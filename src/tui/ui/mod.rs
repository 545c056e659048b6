//! UI module: View components for the TUI.

pub mod form;
pub mod history;
pub mod result;

use ratatui::{
    layout::Rect,
    text::{Line, Span},
    widgets::{Block, Borders, Paragraph, Wrap},
    Frame,
};

use crate::tui::styles::MedicalTheme;

/// Title bar naming the loaded model and whether it reports confidence.
pub fn render_header(f: &mut Frame, area: Rect, model_name: &str, probabilities: bool) {
    let capability = if probabilities {
        "with confidence"
    } else {
        "labels only"
    };

    let header = Paragraph::new(Line::from(vec![
        Span::styled(" Diabetes Predictor", MedicalTheme::title()),
        Span::styled(" │ ", MedicalTheme::text_muted()),
        Span::styled("AI-Powered Diabetes Risk Estimation", MedicalTheme::text_secondary()),
        Span::styled(format!(" │ {model_name}"), MedicalTheme::text_muted()),
        Span::styled(format!(" │ {capability}"), MedicalTheme::text_muted()),
    ]))
    .block(
        Block::default()
            .borders(Borders::BOTTOM)
            .border_style(MedicalTheme::border()),
    );

    f.render_widget(header, area);
}

/// Usage instructions, shown when help is toggled on.
pub fn render_help(f: &mut Frame, area: Rect) {
    let steps = [
        "1. Enter the patient name in the sidebar.",
        "2. Fill all health details in the main form.",
        "3. Press Enter to predict diabetes risk.",
        "4. The latest result appears under the form; past results appear in the sidebar history.",
    ];

    let p = Paragraph::new(
        steps
            .iter()
            .map(|s| Line::from(Span::styled(*s, MedicalTheme::text())))
            .collect::<Vec<_>>(),
    )
    .wrap(Wrap { trim: true })
    .block(
        Block::default()
            .title(Span::styled(" How to use ", MedicalTheme::subtitle()))
            .borders(Borders::ALL)
            .border_style(MedicalTheme::border()),
    );

    f.render_widget(p, area);
}

pub fn render_disclaimer(f: &mut Frame, area: Rect) {
    let text = vec![Line::from(vec![Span::styled(
        "DISCLAIMER: This tool provides indicative estimates and does not replace professional medical evaluation.",
        MedicalTheme::text_muted(),
    )])];

    let block = Block::default()
        .borders(Borders::TOP)
        .border_style(MedicalTheme::border());

    let p = Paragraph::new(text).block(block).wrap(Wrap { trim: true });

    f.render_widget(p, area);
}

- - -

TASK REQUIREMENTS — The lines to copy are those above that contain "Frame".

FINISHED TASK —
    Frame,
pub fn render_header(f: &mut Frame, area: Rect, model_name: &str, probabilities: bool) {
pub fn render_help(f: &mut Frame, area: Rect) {
pub fn render_disclaimer(f: &mut Frame, area: Rect) {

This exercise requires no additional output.